== Instructions to follow ==
Gather the lines below that include the string "TestFn", copying each in full.

[Saved entries]
· · · ·
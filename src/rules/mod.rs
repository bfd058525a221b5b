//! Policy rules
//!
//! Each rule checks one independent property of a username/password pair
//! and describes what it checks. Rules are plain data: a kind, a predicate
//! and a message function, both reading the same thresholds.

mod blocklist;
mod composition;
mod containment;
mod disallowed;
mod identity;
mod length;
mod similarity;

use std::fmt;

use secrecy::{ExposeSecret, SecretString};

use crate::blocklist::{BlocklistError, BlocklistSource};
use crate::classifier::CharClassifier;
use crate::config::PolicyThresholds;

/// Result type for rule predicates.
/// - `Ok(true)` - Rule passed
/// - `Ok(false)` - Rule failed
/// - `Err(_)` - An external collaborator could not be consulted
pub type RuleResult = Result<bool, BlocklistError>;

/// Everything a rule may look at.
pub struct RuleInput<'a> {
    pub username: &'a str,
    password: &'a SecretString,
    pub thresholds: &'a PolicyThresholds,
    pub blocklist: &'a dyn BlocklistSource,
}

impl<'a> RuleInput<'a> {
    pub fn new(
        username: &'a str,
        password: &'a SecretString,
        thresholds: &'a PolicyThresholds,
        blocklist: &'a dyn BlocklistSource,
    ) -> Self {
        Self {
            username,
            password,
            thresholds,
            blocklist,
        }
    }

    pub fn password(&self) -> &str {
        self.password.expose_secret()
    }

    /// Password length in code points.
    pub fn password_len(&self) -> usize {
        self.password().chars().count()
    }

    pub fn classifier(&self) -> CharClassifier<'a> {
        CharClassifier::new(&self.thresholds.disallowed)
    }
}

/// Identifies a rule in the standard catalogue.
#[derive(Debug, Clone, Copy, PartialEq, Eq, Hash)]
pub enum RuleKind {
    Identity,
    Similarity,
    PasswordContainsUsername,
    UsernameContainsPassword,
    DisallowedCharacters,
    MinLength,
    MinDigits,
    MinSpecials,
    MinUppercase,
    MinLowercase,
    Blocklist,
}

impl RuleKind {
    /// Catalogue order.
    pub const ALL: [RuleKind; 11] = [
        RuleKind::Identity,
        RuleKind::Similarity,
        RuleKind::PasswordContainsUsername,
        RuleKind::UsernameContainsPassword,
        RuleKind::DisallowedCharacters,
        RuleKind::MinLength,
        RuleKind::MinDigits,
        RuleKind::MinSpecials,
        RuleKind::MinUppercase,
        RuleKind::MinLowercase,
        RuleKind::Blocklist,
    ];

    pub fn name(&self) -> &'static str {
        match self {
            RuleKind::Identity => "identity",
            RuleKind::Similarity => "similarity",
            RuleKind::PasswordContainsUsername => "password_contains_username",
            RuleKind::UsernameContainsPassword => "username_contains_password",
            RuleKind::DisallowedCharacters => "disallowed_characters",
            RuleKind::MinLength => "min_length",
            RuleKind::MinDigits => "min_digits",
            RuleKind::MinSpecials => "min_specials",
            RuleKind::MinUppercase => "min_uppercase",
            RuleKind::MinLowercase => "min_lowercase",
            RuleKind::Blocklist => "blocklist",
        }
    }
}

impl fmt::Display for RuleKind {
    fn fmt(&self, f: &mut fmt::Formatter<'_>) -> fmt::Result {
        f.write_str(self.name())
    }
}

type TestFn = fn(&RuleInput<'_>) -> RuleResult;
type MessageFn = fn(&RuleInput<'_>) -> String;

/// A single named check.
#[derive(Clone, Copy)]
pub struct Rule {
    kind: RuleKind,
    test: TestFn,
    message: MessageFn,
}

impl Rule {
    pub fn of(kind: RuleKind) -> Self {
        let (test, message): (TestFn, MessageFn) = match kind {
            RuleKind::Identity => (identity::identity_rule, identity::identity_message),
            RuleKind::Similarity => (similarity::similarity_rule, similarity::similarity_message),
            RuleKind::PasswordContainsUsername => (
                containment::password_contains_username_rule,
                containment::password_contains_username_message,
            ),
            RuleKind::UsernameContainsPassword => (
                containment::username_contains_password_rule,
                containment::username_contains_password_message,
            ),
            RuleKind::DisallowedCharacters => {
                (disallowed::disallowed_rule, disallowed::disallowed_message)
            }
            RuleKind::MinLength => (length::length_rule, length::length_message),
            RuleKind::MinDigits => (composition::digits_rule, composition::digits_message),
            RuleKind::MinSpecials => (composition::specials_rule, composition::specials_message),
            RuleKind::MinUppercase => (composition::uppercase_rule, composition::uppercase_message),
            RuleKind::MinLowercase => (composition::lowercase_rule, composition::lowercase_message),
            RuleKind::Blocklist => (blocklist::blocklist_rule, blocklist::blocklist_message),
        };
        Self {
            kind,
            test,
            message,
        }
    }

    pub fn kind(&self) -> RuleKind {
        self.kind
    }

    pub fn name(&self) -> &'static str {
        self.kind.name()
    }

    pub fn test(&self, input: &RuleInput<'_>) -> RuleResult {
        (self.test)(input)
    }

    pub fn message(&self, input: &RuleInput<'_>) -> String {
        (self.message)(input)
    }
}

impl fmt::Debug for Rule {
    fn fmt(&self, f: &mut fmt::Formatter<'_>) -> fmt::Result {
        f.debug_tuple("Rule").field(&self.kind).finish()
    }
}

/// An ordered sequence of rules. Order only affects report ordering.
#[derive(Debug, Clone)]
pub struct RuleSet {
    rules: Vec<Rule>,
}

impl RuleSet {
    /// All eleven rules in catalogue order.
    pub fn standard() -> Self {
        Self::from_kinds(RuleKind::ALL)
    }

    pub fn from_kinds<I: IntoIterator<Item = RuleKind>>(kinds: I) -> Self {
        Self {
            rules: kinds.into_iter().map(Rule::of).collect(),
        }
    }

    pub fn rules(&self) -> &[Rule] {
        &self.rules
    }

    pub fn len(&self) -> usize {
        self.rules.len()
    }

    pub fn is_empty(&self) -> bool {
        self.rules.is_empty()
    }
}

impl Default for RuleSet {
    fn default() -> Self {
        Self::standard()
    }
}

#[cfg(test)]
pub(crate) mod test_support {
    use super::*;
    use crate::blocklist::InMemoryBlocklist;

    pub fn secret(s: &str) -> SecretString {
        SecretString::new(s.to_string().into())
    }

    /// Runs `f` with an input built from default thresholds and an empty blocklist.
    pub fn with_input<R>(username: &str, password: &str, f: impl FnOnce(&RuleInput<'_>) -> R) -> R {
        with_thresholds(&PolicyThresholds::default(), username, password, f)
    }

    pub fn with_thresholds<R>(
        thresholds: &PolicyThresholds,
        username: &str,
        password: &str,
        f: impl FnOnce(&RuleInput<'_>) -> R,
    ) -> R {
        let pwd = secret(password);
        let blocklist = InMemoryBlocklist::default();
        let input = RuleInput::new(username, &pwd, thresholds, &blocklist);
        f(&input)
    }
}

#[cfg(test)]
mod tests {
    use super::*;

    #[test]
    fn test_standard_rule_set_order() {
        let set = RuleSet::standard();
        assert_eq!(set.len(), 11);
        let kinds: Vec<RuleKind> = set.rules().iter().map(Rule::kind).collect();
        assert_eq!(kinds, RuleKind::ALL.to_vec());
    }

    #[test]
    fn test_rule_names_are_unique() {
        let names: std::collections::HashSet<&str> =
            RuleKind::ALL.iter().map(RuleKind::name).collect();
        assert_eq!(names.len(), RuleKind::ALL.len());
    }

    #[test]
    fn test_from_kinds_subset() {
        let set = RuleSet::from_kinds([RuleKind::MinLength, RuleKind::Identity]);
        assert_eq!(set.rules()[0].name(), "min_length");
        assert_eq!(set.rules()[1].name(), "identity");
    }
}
· · · ·
== Result of this exercise ==
type TestFn = fn(&RuleInput<'_>) -> RuleResult;
    test: TestFn,
        let (test, message): (TestFn, MessageFn) = match kind {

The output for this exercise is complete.